Scientific justification

The collaborative efforts of the Montana, Idaho, Nevada, New Mexico, and Wyoming INBRE programs evolved from the recognized scientific needs of the rural mountain west. These scientific requirements include small populations spread over wide-geographic areas, isolated undergraduate institutions focused on the underserved populations, and the need to pool limited scientific expertise and materials. By capitalizing on our scientific strengths, the INBRE networks expanded resource capabilities to address diverse, yet overlapping, science questions, specific to each state’s INBRE thematic umbrella.


The Regional Alliance of INBRE Networks (RAIN) is a multi-state, multidisciplinary biomedical research coalition of complementary INBRE grant-recipient states dedicated to leveraging existing program strengths, reducing programmatic redundancy, and increasing biomedical research capacity.

INBRE stands for the “IDeA Network of Biomedical Research Excellence,” which is a capacity-building research grant funded through the National Institute of General Medical Sciences division of the National Institutes of Health. Among other things, INBRE grants are designed to enhance biomedical research capacity, expand and strengthen the research capabilities of biomedical faculty, and provide access to biomedical resources for promising undergraduate and graduate students within eligible states.

Participating RAIN states share complementary biomedical and public health challenges and opportunities, such as small populations spread over large geographic areas, isolated undergraduate institutions serving underrepresented populations, and the need to pool and share limited scientific expertise and materials.
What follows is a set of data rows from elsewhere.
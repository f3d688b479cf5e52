//! Socket transport
//!
//! The session never talks to a websocket directly: it asks a
//! `SocketFactory` for a `Socket` and receives the socket's events through
//! the `SocketListener` it hands over. `WsSocketFactory` is the real
//! tokio-tungstenite implementation; tests substitute their own factory.

use futures_util::{SinkExt, StreamExt};
use tokio::sync::mpsc;
use tokio_tungstenite::tungstenite::Message;
use tracing::{debug, error, info, warn};

use crate::error::TransportError;
use crate::session::SessionCommand;

/// A live (or connecting) socket owned by a session
pub trait Socket: Send {
    /// Queue a text frame for sending
    fn send(&self, text: String) -> Result<(), TransportError>;

    /// Close the connection; further sends fail
    fn close(&self);
}

/// Creates and starts sockets for a session
pub trait SocketFactory: Send + Sync {
    /// Start connecting to `url`, reporting every event to `listener`
    fn create(&self, url: &str, listener: SocketListener) -> Result<Box<dyn Socket>, TransportError>;
}

/// Event reported by a socket
#[derive(Debug, Clone, PartialEq)]
pub enum TransportEvent {
    Open,
    Message(String),
    Close { closed_by_server: bool },
    Error(TransportError),
}

/// Event sink a socket reports to
///
/// Every event is queued on the session's command channel, so the session
/// processes them one at a time and in order. Holds only a weak handle:
/// a socket never keeps a dropped session alive.
#[derive(Debug, Clone)]
pub struct SocketListener {
    generation: u64,
    commands: mpsc::WeakUnboundedSender<SessionCommand>,
}

impl SocketListener {
    pub(crate) fn new(generation: u64, commands: mpsc::WeakUnboundedSender<SessionCommand>) -> Self {
        Self {
            generation,
            commands,
        }
    }

    pub fn on_open(&self) {
        self.report(TransportEvent::Open);
    }

    pub fn on_message(&self, text: impl Into<String>) {
        self.report(TransportEvent::Message(text.into()));
    }

    pub fn on_close(&self, closed_by_server: bool) {
        self.report(TransportEvent::Close { closed_by_server });
    }

    pub fn on_error(&self, error: TransportError) {
        self.report(TransportEvent::Error(error));
    }

    fn report(&self, event: TransportEvent) {
        let Some(commands) = self.commands.upgrade() else {
            debug!("Session gone, dropping transport event {:?}", event);
            return;
        };
        let _ = commands.send(SessionCommand::Transport {
            generation: self.generation,
            event,
        });
    }
}

/// Commands from the session to a websocket task
#[derive(Debug)]
enum Outbound {
    Text(String),
    Close,
}

/// Socket handle backed by a tokio-tungstenite task
#[derive(Debug)]
pub struct WsSocket {
    outbound: mpsc::UnboundedSender<Outbound>,
}

impl Socket for WsSocket {
    fn send(&self, text: String) -> Result<(), TransportError> {
        self.outbound
            .send(Outbound::Text(text))
            .map_err(|_| TransportError::Closed)
    }

    fn close(&self) {
        let _ = self.outbound.send(Outbound::Close);
    }
}

/// Opens real websocket connections with tokio-tungstenite
#[derive(Debug, Default, Clone, Copy)]
pub struct WsSocketFactory;

impl SocketFactory for WsSocketFactory {
    fn create(&self, url: &str, listener: SocketListener) -> Result<Box<dyn Socket>, TransportError> {
        let (outbound_tx, outbound_rx) = mpsc::unbounded_channel();
        tokio::spawn(run_socket(url.to_string(), listener, outbound_rx));
        Ok(Box::new(WsSocket {
            outbound: outbound_tx,
        }))
    }
}

/// Drive one websocket connection
///
/// Connects, then pumps outbound frames to the socket and inbound frames
/// to the listener until either side closes.
async fn run_socket(
    url: String,
    listener: SocketListener,
    mut outbound: mpsc::UnboundedReceiver<Outbound>,
) {
    debug!("Connecting to {}", url);

    let ws_stream = match tokio_tungstenite::connect_async(url.as_str()).await {
        Ok((ws_stream, _response)) => ws_stream,
        Err(e) => {
            warn!("Failed to connect to {}: {}", url, e);
            listener.on_error(TransportError::Connect(e.to_string()));
            return;
        }
    };

    info!("WebSocket connected to {}", url);
    listener.on_open();

    let (mut ws_sender, mut ws_receiver) = ws_stream.split();

    loop {
        tokio::select! {
            cmd = outbound.recv() => match cmd {
                Some(Outbound::Text(text)) => {
                    if let Err(e) = ws_sender.send(Message::Text(text.into())).await {
                        error!("WebSocket send failed: {}", e);
                        listener.on_error(e.into());
                        break;
                    }
                }
                Some(Outbound::Close) | None => {
                    debug!("Closing WebSocket to {}", url);
                    let _ = ws_sender.close().await;
                    listener.on_close(false);
                    break;
                }
            },
            msg = ws_receiver.next() => match msg {
                Some(Ok(Message::Text(text))) => {
                    listener.on_message(text.to_string());
                }
                Some(Ok(Message::Close(frame))) => {
                    debug!("Server sent close frame: {:?}", frame);
                    listener.on_close(true);
                    break;
                }
                Some(Ok(_)) => {
                    // Binary, ping and pong frames - ignore
                    // (websocket-level pong is handled by tungstenite)
                }
                Some(Err(e)) => {
                    error!("WebSocket error: {}", e);
                    listener.on_error(e.into());
                    break;
                }
                None => {
                    debug!("WebSocket stream ended");
                    listener.on_close(true);
                    break;
                }
            },
        }
    }

    debug!("Socket task ended for {}", url);
}
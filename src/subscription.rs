//! Stream subscriptions
//!
//! A subscription is a standing registration for unsolicited `added`,
//! `changed` and `removed` events on a named collection. Subscriptions
//! outlive individual connections and are re-sent after every reconnect.

use std::collections::HashMap;
use std::fmt;
use std::sync::Arc;

use serde_json::Value;
use tracing::debug;

use crate::message::OutgoingMessage;
use crate::types::SubscriptionId;

/// Receives stream events for one subscription
pub trait StreamListener: Send + Sync {
    /// A document was added to the collection
    fn on_added(&self, id: &str, fields: &Value);

    /// Fields of a document changed
    fn on_changed(&self, id: &str, fields: &Value);

    /// A document was removed
    fn on_removed(&self, id: &str);
}

/// A registered subscription
pub struct Subscription {
    pub id: SubscriptionId,
    /// Publication name; stream events are matched on their collection
    pub name: String,
    pub params: Vec<Value>,
    pub listener: Arc<dyn StreamListener>,
}

impl Subscription {
    pub fn new(name: impl Into<String>, params: Vec<Value>, listener: Arc<dyn StreamListener>) -> Self {
        Self {
            id: SubscriptionId::new(),
            name: name.into(),
            params,
            listener,
        }
    }

    /// The `sub` frame for this subscription
    pub fn sub_message(&self) -> OutgoingMessage {
        OutgoingMessage::Sub {
            id: self.id.to_string(),
            name: self.name.clone(),
            params: self.params.clone(),
        }
    }
}

impl fmt::Debug for Subscription {
    fn fmt(&self, f: &mut fmt::Formatter<'_>) -> fmt::Result {
        f.debug_struct("Subscription")
            .field("id", &self.id)
            .field("name", &self.name)
            .field("params", &self.params)
            .finish_non_exhaustive()
    }
}

/// Stream event forwarded to listeners
#[derive(Debug, Clone, Copy)]
pub enum StreamEvent<'a> {
    Added { id: &'a str, fields: &'a Value },
    Changed { id: &'a str, fields: &'a Value },
    Removed { id: &'a str },
}

/// All active subscriptions of a session
#[derive(Debug, Default)]
pub struct Subscriptions {
    active: HashMap<SubscriptionId, Subscription>,
}

impl Subscriptions {
    pub fn new() -> Self {
        Self::default()
    }

    pub fn insert(&mut self, subscription: Subscription) {
        self.active.insert(subscription.id, subscription);
    }

    pub fn remove(&mut self, id: &SubscriptionId) -> Option<Subscription> {
        self.active.remove(id)
    }

    /// Remove by the wire id used in `sub`/`nosub` frames
    pub fn remove_by_wire_id(&mut self, wire_id: &str) -> Option<Subscription> {
        let id = self
            .active
            .keys()
            .find(|id| id.to_string() == wire_id)
            .copied()?;
        self.active.remove(&id)
    }

    pub fn len(&self) -> usize {
        self.active.len()
    }

    pub fn is_empty(&self) -> bool {
        self.active.is_empty()
    }

    /// `sub` frames for every active subscription
    pub fn sub_messages(&self) -> Vec<OutgoingMessage> {
        self.active.values().map(Subscription::sub_message).collect()
    }

    /// Forward an event to every subscription on `collection`
    ///
    /// Returns how many listeners received it. Events for collections
    /// nobody subscribed to are dropped.
    pub fn dispatch(&self, collection: &str, event: StreamEvent<'_>) -> usize {
        let mut delivered = 0;
        for sub in self.active.values().filter(|s| s.name == collection) {
            match event {
                StreamEvent::Added { id, fields } => sub.listener.on_added(id, fields),
                StreamEvent::Changed { id, fields } => sub.listener.on_changed(id, fields),
                StreamEvent::Removed { id } => sub.listener.on_removed(id),
            }
            delivered += 1;
        }
        if delivered == 0 {
            debug!("No subscription for collection '{}', dropping event", collection);
        }
        delivered
    }
}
Organizing Goals and Objectives

  • Leverage existing program strengths
  • Reduce programmatic redundancy
  • Increase biomedical research capacity


The initial concept of RAIN began in September, 2016, during the annual meeting of INBRE Principal Investigators and Program Coordinators at the NIH headquarters in Bethesda, Maryland. Discussions between Idaho, Montana, and New Mexico continued with an official planning meeting in Santa Fe, New Mexico in October that same year. Participating INBRE directors, coordinators, and managers identified numerous areas with the potential for interstate collaboration, including sharing bioinformatics resources, pooling undergraduate student research opportunities, enhancing graduate programs, sharing capabilities regarding unique patient populations, diversifying mentor expertise, and creating collaborative faculty research programs.

The first RAIN Biomedical Research Conference took place in September, 2017, in Big Sky, Montana, for the purpose of bringing together INBRE-supported faculty investigators to share their research findings, identify creative collaborations, and communicate with each other about their experiences. It was attended by over 50 investigators and program staff from Idaho, Montana, and New Mexico and helped lay the groundwork for continued collaboration.